The skill is mostly automated. It walks through five phases:

  1. Pre-flight — checks OneCLI is initialized.
  2. Install container skill — copies the bundled vercel-cli container skill into container/skills/.
  3. Configure credentials — asks for your Vercel personal access token, registers it with OneCLI under host pattern api.vercel.com, and assigns it to all existing agents.
  4. Add to container image — adds vercel to the container’s global npm install if not already present, then rebuilds.
  5. Sync to running groups — copies the new container skill into existing agent groups so they pick it up on next wake.

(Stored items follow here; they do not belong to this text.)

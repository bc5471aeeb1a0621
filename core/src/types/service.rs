use serde::{Deserialize, Serialize};
use serde_json::Value;

use super::commit::Commit;

/// A service inside a project.
#[derive(Debug, Clone, Default, PartialEq, Serialize, Deserialize)]
#[serde(default, rename_all = "camelCase")]
pub struct Service {
    pub project_name: String,
    pub name: String,
    /// `app`, `compose`, `mysql`, `wordpress`, ...
    #[serde(rename = "type")]
    pub service_type: String,
    pub enabled: bool,
    /// Deploy webhook token.
    pub token: String,
    /// Undocumented; passed through as received.
    pub primary_domain_id: Value,
    pub env: String,
    pub deploy: Option<ServiceDeploy>,
    pub mounts: Vec<Value>,
    pub ports: Vec<Value>,
    pub source: Option<ServiceSource>,
    pub build: Option<ServiceBuild>,
    /// Undocumented; passed through as received.
    pub create_dot_env: Value,
    pub commit: Option<Commit>,
}

#[derive(Debug, Clone, Default, PartialEq, Serialize, Deserialize)]
#[serde(default, rename_all = "camelCase")]
pub struct ServiceDeploy {
    pub replicas: u32,
    pub command: Value,
    pub zero_downtime: bool,
}

#[derive(Debug, Clone, Default, PartialEq, Eq, Serialize, Deserialize)]
#[serde(default, rename_all = "camelCase")]
pub struct ServiceSource {
    #[serde(rename = "type")]
    pub source_type: String,
    pub owner: String,
    pub repo: String,
    #[serde(rename = "ref")]
    pub git_ref: String,
    pub path: String,
    pub auto_deploy: bool,
}

#[derive(Debug, Clone, Default, PartialEq, Eq, Serialize, Deserialize)]
#[serde(default, rename_all = "camelCase")]
pub struct ServiceBuild {
    #[serde(rename = "type")]
    pub build_type: String,
    pub nixpacks_version: String,
}

/// The `services` half of `projects.listProjectsAndServices`.
#[derive(Debug, Clone, Default, PartialEq, Serialize, Deserialize)]
#[serde(default)]
pub struct ServicesPayload {
    pub services: Vec<Service>,
}
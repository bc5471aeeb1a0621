//! The last commit deployed to a service, as relayed from GitHub.
//!
//! These keep GitHub's snake_case field names.

use chrono::{DateTime, Utc};
use serde::{Deserialize, Serialize};

use super::timestamp;

#[derive(Debug, Clone, Default, PartialEq, Eq, Serialize, Deserialize)]
#[serde(default)]
pub struct Commit {
    pub sha: String,
    pub node_id: String,
    pub commit: Option<CommitDetails>,
    pub url: String,
    pub html_url: String,
    pub comments_url: String,
    pub author: Option<GitActor>,
    pub committer: Option<GitActor>,
    pub parents: Vec<CommitParent>,
}

#[derive(Debug, Clone, Default, PartialEq, Eq, Serialize, Deserialize)]
#[serde(default)]
pub struct CommitDetails {
    pub author: Option<GitActor>,
    pub committer: Option<GitActor>,
    pub message: String,
    pub tree: Option<CommitTree>,
    pub url: String,
    pub comment_count: u32,
    pub verification: Option<CommitVerification>,
}

/// Someone who authored or committed a change.
///
/// At the top level of a commit this is a GitHub account (`login`, `id`,
/// profile URLs); inside `CommitDetails` it is a git signature (`name`,
/// `email`, `date`). Both use the same record and leave the other half
/// empty.
#[derive(Debug, Clone, Default, PartialEq, Eq, Serialize, Deserialize)]
#[serde(default)]
pub struct GitActor {
    pub login: String,
    pub id: u64,
    pub node_id: String,
    pub avatar_url: String,
    pub gravatar_id: String,
    pub url: String,
    pub html_url: String,
    pub followers_url: String,
    pub following_url: String,
    pub gists_url: String,
    pub starred_url: String,
    pub subscriptions_url: String,
    pub organizations_url: String,
    pub repos_url: String,
    pub events_url: String,
    pub received_events_url: String,
    #[serde(rename = "type")]
    pub actor_type: String,
    pub site_admin: bool,
    pub name: String,
    pub email: String,
    #[serde(deserialize_with = "timestamp::lenient")]
    pub date: Option<DateTime<Utc>>,
}

#[derive(Debug, Clone, Default, PartialEq, Eq, Serialize, Deserialize)]
#[serde(default)]
pub struct CommitTree {
    pub sha: String,
    pub url: String,
}

#[derive(Debug, Clone, Default, PartialEq, Eq, Serialize, Deserialize)]
#[serde(default)]
pub struct CommitVerification {
    pub verified: bool,
    pub reason: String,
    pub signature: Option<String>,
    pub payload: Option<String>,
    #[serde(deserialize_with = "timestamp::lenient")]
    pub verified_at: Option<DateTime<Utc>>,
}

#[derive(Debug, Clone, Default, PartialEq, Eq, Serialize, Deserialize)]
#[serde(default)]
pub struct CommitParent {
    pub sha: String,
    pub url: String,
    pub html_url: String,
}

Get a Vercel token from vercel.com/account/tokens. Use Full Account scope (the agent needs to create projects, deploy, and manage domains) and a long expiration to avoid frequent rotation.

What you get

The agent can run:

  • vercel deploy --yes --prod — production deployment
  • vercel ls — list deployments
  • vercel whoami — check auth
  • vercel domains add / vercel alias — domain management
  • Any other Vercel CLI command

The container-side vercel-cli skill is loaded automatically with each agent invocation, so the model knows what flags to pass.

Tips

  • OneCLI’s selective secret mode is per-agent. The skill auto-assigns the Vercel secret to every existing agent at install time, but you’ll need to re-assign it manually for any agents created later.
  • Tokens with No expiration are easiest. If your security policy requires expiry, set a calendar reminder before the rotation date.
  • The agent uses the --token placeholder flag. The literal “placeholder” string is replaced by OneCLI’s gateway with the real token at request time — that’s why containers can run Vercel commands without ever seeing the credential.
  • Test deployment with a tiny project first. The agent can scaffold a Next.js app, push it to Vercel, and return the live URL within a minute.